Try it.
Which lines in the records below contain the word "YYYY"? Copy each one out.

Collection entries
<<<<

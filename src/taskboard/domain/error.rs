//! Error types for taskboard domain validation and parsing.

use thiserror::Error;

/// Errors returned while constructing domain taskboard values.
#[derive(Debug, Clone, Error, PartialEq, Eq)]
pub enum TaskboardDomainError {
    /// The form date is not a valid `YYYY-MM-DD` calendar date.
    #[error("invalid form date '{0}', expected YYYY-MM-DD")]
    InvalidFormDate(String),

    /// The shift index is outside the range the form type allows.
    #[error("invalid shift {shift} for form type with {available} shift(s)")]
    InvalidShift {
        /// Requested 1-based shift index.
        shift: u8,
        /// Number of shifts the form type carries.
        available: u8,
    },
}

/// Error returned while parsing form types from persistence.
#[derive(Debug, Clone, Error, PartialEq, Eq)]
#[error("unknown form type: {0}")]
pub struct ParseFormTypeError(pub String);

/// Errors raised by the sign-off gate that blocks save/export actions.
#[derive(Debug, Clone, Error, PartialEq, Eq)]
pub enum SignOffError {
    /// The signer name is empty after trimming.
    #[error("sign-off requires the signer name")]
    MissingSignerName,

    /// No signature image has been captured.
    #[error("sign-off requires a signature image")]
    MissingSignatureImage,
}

>>>>
<<<<

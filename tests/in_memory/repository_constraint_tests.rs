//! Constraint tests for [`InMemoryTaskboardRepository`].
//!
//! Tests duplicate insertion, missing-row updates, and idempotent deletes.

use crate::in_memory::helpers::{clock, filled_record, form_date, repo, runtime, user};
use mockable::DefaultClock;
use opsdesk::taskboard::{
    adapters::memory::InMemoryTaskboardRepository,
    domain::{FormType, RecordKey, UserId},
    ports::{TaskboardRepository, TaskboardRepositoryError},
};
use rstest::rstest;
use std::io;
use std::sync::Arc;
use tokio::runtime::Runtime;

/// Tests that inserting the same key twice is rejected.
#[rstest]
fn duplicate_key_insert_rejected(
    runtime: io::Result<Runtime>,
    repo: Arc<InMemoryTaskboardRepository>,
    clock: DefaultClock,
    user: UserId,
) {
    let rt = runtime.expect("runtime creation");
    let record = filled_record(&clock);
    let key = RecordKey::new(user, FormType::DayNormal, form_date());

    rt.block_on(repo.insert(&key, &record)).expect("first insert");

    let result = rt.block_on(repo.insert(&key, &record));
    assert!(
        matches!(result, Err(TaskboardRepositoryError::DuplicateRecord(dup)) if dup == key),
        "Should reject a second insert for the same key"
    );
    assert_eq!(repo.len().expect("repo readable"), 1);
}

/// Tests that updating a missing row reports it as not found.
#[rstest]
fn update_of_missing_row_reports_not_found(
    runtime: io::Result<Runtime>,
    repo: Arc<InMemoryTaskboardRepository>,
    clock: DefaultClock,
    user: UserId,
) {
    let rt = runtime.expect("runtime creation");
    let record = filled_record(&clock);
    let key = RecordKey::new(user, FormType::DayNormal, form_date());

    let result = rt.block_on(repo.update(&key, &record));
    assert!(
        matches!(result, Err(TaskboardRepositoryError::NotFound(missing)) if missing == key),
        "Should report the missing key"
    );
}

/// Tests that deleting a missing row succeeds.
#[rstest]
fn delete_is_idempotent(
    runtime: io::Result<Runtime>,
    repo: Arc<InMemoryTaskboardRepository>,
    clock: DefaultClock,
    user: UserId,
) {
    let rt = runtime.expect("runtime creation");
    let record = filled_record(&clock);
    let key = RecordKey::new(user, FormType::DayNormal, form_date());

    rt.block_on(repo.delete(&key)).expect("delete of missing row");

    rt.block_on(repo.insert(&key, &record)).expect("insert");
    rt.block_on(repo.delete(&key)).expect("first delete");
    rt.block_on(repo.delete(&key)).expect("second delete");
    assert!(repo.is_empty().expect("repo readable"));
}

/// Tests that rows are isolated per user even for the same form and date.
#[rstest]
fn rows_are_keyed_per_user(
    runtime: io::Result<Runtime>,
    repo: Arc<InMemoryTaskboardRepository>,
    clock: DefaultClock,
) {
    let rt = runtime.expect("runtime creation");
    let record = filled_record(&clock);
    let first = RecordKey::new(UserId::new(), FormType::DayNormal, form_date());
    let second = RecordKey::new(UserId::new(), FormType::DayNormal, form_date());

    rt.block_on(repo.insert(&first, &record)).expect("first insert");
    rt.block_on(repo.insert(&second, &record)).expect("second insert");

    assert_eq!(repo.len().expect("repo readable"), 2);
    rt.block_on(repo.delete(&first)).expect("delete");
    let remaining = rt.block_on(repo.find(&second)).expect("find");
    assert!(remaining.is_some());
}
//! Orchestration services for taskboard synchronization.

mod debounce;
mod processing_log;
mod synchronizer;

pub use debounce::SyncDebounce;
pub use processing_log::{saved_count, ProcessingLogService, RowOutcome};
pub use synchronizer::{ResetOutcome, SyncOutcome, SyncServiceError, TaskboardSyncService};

>>>>
<<<<

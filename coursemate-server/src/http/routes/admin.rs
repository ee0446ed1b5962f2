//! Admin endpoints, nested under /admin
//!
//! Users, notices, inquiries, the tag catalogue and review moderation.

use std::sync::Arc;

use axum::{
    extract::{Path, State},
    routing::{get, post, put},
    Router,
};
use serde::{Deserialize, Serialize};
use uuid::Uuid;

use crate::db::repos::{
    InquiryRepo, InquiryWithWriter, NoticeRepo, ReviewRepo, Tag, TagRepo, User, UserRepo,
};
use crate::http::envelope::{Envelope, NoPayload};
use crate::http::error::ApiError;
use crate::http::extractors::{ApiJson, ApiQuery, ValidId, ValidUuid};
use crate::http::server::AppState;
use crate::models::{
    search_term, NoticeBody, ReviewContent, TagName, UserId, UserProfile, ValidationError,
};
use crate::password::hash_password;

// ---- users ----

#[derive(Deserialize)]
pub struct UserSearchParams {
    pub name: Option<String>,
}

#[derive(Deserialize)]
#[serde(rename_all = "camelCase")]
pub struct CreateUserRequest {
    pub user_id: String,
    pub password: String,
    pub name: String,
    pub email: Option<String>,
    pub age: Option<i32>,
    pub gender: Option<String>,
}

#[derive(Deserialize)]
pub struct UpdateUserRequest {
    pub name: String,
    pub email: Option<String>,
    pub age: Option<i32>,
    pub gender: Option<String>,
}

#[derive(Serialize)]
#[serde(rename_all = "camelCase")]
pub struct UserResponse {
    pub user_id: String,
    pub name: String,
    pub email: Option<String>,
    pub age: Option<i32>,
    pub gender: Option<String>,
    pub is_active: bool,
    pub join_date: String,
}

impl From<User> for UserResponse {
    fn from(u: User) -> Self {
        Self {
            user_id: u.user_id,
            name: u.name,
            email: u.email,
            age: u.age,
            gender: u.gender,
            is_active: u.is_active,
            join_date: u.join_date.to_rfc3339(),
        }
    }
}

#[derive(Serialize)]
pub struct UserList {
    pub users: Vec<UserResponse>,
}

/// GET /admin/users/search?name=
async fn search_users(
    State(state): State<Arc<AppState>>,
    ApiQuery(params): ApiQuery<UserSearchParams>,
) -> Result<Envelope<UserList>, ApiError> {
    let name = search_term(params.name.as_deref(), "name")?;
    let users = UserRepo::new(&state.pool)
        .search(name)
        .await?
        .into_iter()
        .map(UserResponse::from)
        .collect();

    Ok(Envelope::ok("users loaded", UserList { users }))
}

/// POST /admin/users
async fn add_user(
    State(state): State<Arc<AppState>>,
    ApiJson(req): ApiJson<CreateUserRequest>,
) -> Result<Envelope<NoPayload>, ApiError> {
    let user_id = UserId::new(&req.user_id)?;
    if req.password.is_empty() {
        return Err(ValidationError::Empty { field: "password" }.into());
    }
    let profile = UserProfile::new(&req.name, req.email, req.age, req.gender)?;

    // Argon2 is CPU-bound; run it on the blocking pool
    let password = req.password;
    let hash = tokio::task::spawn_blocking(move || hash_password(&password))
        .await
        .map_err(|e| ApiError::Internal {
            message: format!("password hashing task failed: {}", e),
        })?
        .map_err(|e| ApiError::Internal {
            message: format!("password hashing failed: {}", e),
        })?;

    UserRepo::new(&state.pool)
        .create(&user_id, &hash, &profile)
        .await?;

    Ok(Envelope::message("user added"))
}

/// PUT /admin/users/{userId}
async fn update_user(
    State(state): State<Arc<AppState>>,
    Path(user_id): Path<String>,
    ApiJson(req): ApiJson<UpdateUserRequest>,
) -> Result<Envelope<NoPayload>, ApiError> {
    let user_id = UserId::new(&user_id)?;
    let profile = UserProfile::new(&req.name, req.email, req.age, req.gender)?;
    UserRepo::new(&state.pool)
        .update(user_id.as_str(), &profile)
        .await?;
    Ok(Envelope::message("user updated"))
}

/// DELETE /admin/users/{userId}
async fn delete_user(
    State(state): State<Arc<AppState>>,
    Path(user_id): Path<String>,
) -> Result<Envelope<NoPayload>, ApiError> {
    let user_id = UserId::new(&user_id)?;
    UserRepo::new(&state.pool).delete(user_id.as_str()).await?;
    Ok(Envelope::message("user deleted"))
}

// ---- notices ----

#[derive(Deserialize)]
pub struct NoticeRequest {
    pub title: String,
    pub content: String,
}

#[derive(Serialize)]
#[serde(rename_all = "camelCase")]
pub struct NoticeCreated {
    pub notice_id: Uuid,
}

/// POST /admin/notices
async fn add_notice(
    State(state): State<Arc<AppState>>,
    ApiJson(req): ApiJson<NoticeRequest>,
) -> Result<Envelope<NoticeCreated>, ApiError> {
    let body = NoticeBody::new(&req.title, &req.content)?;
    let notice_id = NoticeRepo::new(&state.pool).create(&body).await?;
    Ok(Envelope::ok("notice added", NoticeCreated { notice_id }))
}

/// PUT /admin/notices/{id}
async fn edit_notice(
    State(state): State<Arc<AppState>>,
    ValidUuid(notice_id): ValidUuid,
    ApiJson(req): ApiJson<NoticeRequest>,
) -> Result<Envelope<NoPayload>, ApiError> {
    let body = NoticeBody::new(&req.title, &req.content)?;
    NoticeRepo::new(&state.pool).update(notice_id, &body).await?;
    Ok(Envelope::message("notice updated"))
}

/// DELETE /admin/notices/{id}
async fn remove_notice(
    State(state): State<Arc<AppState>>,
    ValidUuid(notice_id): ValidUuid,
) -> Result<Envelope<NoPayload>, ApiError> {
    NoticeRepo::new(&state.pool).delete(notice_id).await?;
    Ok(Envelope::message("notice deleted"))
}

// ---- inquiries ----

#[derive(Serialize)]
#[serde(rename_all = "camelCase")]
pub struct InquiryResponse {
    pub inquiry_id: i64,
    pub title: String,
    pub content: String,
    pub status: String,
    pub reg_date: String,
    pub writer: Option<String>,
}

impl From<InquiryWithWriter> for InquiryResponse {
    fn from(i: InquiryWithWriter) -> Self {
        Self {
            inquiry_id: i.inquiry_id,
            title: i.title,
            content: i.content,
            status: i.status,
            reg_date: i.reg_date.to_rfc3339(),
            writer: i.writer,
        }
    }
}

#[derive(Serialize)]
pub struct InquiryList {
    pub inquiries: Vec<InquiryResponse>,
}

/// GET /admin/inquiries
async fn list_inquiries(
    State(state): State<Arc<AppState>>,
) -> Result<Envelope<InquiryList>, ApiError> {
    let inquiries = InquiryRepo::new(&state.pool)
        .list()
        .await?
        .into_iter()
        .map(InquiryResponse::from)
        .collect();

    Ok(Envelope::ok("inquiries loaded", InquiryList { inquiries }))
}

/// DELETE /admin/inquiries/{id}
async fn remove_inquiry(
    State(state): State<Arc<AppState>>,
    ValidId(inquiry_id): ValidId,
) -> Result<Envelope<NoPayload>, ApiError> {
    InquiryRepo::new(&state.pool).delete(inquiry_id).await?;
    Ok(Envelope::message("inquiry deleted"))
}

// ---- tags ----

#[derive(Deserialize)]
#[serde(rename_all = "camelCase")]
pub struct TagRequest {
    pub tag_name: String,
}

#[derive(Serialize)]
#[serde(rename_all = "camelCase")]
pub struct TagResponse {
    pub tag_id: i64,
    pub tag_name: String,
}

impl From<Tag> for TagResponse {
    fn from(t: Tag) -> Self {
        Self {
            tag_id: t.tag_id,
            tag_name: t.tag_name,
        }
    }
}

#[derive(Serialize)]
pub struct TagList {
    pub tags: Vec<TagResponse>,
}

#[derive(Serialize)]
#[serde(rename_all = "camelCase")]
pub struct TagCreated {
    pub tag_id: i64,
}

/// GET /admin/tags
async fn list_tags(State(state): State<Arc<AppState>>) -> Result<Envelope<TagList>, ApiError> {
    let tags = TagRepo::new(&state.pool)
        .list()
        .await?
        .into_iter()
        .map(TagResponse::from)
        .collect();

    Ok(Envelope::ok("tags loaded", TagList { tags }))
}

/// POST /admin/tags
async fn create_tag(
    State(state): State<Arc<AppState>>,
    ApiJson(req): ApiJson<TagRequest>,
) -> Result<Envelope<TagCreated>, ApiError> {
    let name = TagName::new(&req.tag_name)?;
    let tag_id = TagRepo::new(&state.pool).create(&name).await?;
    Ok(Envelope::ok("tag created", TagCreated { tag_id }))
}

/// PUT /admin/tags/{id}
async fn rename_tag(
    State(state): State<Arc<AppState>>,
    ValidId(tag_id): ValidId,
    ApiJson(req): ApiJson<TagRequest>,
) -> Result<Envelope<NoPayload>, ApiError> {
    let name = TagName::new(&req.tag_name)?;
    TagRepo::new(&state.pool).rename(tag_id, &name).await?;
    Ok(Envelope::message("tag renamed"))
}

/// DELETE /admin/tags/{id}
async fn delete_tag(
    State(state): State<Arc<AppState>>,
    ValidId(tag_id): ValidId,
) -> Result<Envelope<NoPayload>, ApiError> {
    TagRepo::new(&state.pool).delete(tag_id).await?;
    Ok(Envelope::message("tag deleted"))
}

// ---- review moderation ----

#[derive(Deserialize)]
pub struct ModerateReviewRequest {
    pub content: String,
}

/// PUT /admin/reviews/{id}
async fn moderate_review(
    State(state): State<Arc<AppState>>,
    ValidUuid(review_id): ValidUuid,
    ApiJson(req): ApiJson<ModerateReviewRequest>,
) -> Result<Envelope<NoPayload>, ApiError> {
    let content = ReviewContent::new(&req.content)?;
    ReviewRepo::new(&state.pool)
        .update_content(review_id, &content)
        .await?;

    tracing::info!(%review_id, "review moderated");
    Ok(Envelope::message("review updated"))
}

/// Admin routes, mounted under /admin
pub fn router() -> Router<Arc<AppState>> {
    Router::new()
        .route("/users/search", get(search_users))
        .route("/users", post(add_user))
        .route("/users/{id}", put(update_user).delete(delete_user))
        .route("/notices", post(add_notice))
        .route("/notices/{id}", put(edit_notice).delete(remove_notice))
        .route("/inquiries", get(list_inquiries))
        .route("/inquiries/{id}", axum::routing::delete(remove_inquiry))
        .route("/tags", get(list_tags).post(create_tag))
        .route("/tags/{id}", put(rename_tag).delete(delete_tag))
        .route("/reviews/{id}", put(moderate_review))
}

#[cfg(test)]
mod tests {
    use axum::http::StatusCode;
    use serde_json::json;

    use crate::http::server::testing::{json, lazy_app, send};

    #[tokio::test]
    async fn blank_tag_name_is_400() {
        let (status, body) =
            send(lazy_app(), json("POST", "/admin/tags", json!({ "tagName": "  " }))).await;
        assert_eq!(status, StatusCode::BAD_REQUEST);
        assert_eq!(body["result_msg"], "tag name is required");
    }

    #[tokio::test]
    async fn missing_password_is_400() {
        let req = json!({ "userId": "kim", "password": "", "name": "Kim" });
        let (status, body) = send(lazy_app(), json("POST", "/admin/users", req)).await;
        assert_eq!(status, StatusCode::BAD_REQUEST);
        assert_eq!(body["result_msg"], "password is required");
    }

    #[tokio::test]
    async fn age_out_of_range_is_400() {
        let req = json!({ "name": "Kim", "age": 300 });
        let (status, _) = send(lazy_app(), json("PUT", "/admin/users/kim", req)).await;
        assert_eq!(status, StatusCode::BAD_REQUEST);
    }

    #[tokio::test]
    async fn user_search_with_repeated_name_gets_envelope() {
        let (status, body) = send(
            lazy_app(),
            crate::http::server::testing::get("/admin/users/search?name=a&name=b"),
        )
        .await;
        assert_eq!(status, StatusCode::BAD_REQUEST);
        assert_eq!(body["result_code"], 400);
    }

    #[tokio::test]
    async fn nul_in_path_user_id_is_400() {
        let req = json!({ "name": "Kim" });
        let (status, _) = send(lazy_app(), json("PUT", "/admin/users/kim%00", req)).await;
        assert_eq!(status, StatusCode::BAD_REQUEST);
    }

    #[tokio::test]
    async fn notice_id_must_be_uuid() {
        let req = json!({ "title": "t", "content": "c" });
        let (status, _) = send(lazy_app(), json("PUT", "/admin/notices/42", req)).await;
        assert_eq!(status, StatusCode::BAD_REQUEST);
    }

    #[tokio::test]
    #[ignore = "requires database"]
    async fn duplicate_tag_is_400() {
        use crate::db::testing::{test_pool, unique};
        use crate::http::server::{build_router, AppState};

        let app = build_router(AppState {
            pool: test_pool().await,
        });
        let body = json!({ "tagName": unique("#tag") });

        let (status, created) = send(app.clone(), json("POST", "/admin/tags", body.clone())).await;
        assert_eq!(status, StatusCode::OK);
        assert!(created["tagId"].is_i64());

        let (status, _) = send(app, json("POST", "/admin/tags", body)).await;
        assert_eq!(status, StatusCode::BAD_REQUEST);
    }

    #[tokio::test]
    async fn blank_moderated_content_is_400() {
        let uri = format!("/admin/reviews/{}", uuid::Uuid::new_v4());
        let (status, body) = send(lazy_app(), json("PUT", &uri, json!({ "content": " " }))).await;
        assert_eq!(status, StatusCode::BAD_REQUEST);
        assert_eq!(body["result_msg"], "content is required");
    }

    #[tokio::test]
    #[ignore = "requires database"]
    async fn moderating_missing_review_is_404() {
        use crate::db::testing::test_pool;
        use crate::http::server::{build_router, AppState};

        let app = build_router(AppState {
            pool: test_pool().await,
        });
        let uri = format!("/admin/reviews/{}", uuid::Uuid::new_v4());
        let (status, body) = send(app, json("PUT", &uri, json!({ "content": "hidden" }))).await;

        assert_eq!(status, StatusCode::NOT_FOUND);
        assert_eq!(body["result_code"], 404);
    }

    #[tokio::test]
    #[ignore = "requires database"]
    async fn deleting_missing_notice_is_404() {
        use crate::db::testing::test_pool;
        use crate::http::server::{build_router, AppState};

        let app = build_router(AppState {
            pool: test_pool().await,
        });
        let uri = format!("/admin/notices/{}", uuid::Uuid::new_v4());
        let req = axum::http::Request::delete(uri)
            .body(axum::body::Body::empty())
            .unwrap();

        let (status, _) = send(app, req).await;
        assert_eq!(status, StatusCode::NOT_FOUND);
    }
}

>>>>

Response.
    /// The form date is not a valid `YYYY-MM-DD` calendar date.
    #[error("invalid form date '{0}', expected YYYY-MM-DD")]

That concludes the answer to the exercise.